Only lines that contain the string "best" should be returned from the material below.

The data:
================================
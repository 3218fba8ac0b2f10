//! Spam classification.
//!
//! Scores the single best-matching category (most distinct keyword hits,
//! earlier category winning ties) and adds a smaller bonus for generic
//! sales phrasing that shows up across every kind of pitch. A transcript
//! that only trips the generic phrases still counts as spam, filed under
//! "unknown spam".

use crate::classify::keywords::{self, KeywordSet};
use crate::classify::ClassificationEvidence;

/// Combined score needed before a call counts as spam.
const SPAM_THRESHOLD: f64 = 0.4;
const CATEGORY_KEYWORD_WEIGHT: f64 = 0.2;
const GENERIC_PHRASE_WEIGHT: f64 = 0.15;
const UNKNOWN_CATEGORY: &str = "unknown spam";

pub struct SpamClassifier {
    categories: Vec<KeywordSet>,
    generic_phrases: KeywordSet,
}

impl Default for SpamClassifier {
    fn default() -> Self {
        Self::new()
    }
}

impl SpamClassifier {
    pub fn new() -> Self {
        let categories = keywords::SPAM_CATEGORIES
            .iter()
            .map(|(name, terms)| KeywordSet::new(name, CATEGORY_KEYWORD_WEIGHT, 1.0, terms))
            .collect();
        Self {
            categories,
            generic_phrases: KeywordSet::new(
                "generic sales",
                GENERIC_PHRASE_WEIGHT,
                1.0,
                keywords::GENERIC_SALES_PHRASES,
            ),
        }
    }

    pub fn classify(&self, transcript: &str) -> Option<ClassificationEvidence> {
        let text = transcript.to_lowercase();

        let mut best: Option<(&KeywordSet, Vec<String>)> = None;
        for set in &self.categories {
            let matched = set.matches(&text);
            if matched.is_empty() {
                continue;
            }
            // Strictly more matches wins, so ties keep the earlier category.
            let improves = best
                .as_ref()
                .map_or(true, |(_, current)| matched.len() > current.len());
            if improves {
                best = Some((set, matched));
            }
        }

        let generic_matched = self.generic_phrases.matches(&text);

        let category_score = best
            .as_ref()
            .map_or(0.0, |(set, matched)| set.score(matched.len()));
        let total = (category_score + GENERIC_PHRASE_WEIGHT * generic_matched.len() as f64)
            .min(1.0);
        if total < SPAM_THRESHOLD {
            return None;
        }

        let (category, mut matched_terms) = match best {
            Some((set, matched)) => (set.name.to_string(), matched),
            None => (UNKNOWN_CATEGORY.to_string(), Vec::new()),
        };
        matched_terms.extend(generic_matched);

        Some(
            ClassificationEvidence::new(total)
                .with_category(category)
                .with_terms(matched_terms),
        )
    }
}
================================
Finished exercise:
//! Scores the single best-matching category (most distinct keyword hits,
        let mut best: Option<(&KeywordSet, Vec<String>)> = None;
            let improves = best
                best = Some((set, matched));
        let category_score = best
        let (category, mut matched_terms) = match best {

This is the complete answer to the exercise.